Aim of the exercise →
Only lines containing "encoding" belong in the answer, each copied from the entries below.

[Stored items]
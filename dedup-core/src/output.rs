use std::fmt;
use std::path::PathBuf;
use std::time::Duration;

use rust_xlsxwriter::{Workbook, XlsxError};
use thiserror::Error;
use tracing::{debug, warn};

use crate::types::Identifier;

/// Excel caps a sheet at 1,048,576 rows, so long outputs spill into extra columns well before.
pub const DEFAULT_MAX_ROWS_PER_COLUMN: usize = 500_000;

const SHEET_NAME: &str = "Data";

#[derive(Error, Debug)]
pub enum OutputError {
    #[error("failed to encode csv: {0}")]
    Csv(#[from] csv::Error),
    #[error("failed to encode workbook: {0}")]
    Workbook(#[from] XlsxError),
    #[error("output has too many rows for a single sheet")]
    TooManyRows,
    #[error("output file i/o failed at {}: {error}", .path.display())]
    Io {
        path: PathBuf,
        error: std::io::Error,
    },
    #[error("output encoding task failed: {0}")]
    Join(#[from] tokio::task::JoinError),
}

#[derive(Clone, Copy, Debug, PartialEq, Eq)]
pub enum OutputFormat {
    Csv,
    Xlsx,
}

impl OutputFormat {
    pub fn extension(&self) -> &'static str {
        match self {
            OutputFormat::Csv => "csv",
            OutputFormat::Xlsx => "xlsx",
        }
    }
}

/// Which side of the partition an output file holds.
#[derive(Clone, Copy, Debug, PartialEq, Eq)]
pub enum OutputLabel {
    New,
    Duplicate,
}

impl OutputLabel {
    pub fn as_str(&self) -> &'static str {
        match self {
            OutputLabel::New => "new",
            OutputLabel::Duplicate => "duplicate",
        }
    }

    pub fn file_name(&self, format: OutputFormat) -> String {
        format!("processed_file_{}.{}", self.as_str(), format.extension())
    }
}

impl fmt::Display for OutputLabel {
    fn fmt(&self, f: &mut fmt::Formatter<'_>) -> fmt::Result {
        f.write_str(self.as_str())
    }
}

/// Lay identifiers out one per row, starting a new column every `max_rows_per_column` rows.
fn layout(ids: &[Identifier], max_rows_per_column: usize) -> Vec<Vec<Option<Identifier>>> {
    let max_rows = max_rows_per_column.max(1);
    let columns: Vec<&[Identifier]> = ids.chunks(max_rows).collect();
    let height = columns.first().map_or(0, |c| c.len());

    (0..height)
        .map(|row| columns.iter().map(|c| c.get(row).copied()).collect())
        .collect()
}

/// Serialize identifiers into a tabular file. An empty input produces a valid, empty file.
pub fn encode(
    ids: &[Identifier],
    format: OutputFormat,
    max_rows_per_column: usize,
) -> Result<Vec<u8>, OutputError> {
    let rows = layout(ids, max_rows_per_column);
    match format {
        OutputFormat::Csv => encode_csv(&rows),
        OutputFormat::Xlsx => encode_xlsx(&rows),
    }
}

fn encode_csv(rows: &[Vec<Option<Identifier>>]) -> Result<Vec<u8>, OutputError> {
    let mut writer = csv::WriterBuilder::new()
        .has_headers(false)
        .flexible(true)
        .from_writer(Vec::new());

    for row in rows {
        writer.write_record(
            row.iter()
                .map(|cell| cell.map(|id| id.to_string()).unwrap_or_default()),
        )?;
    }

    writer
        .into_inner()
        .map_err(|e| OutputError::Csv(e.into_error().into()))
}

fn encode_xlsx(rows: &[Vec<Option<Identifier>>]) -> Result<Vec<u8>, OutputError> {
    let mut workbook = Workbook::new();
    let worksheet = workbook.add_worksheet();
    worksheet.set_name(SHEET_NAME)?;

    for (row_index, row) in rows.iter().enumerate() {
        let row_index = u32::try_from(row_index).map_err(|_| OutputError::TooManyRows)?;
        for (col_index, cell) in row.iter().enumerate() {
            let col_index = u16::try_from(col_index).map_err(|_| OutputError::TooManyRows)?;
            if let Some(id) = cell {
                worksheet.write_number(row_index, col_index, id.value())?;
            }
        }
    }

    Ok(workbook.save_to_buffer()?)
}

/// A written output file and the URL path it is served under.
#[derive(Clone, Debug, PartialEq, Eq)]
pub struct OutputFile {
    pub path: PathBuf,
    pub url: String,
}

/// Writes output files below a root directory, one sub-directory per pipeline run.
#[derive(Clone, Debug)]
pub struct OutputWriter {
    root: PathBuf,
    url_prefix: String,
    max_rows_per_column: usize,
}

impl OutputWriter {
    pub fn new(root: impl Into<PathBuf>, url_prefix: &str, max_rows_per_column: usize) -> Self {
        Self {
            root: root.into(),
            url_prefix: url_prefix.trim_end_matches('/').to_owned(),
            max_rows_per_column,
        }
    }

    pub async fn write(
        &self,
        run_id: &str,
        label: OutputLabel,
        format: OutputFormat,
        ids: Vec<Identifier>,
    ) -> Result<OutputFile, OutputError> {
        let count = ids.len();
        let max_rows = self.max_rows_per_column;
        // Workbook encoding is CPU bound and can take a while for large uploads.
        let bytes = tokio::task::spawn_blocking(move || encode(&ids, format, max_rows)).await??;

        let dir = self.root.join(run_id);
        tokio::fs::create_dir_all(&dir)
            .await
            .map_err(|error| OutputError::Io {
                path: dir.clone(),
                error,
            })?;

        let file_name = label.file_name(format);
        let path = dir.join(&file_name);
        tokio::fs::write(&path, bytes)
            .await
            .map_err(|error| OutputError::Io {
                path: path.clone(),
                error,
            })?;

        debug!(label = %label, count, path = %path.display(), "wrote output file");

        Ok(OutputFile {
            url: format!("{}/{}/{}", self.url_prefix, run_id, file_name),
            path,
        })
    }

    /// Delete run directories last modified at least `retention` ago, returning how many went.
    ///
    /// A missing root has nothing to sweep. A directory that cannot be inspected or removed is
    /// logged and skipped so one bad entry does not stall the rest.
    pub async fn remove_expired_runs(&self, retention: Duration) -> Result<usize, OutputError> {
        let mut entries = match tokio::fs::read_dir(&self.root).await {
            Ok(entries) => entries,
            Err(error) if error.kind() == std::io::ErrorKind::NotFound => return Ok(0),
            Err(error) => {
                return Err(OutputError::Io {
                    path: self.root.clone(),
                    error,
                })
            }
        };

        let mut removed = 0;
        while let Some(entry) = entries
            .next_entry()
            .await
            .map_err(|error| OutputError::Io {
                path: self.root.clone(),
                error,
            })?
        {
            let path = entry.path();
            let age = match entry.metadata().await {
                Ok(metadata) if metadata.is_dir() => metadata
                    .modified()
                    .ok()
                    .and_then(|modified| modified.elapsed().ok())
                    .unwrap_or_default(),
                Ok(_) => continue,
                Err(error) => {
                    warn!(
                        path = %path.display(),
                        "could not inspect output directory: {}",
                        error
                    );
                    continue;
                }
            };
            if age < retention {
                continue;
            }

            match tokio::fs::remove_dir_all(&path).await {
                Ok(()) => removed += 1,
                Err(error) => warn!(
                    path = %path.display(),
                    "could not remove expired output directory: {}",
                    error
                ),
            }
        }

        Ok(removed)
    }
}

Reply →
    #[error("output encoding task failed: {0}")]
        // Workbook encoding is CPU bound and can take a while for large uploads.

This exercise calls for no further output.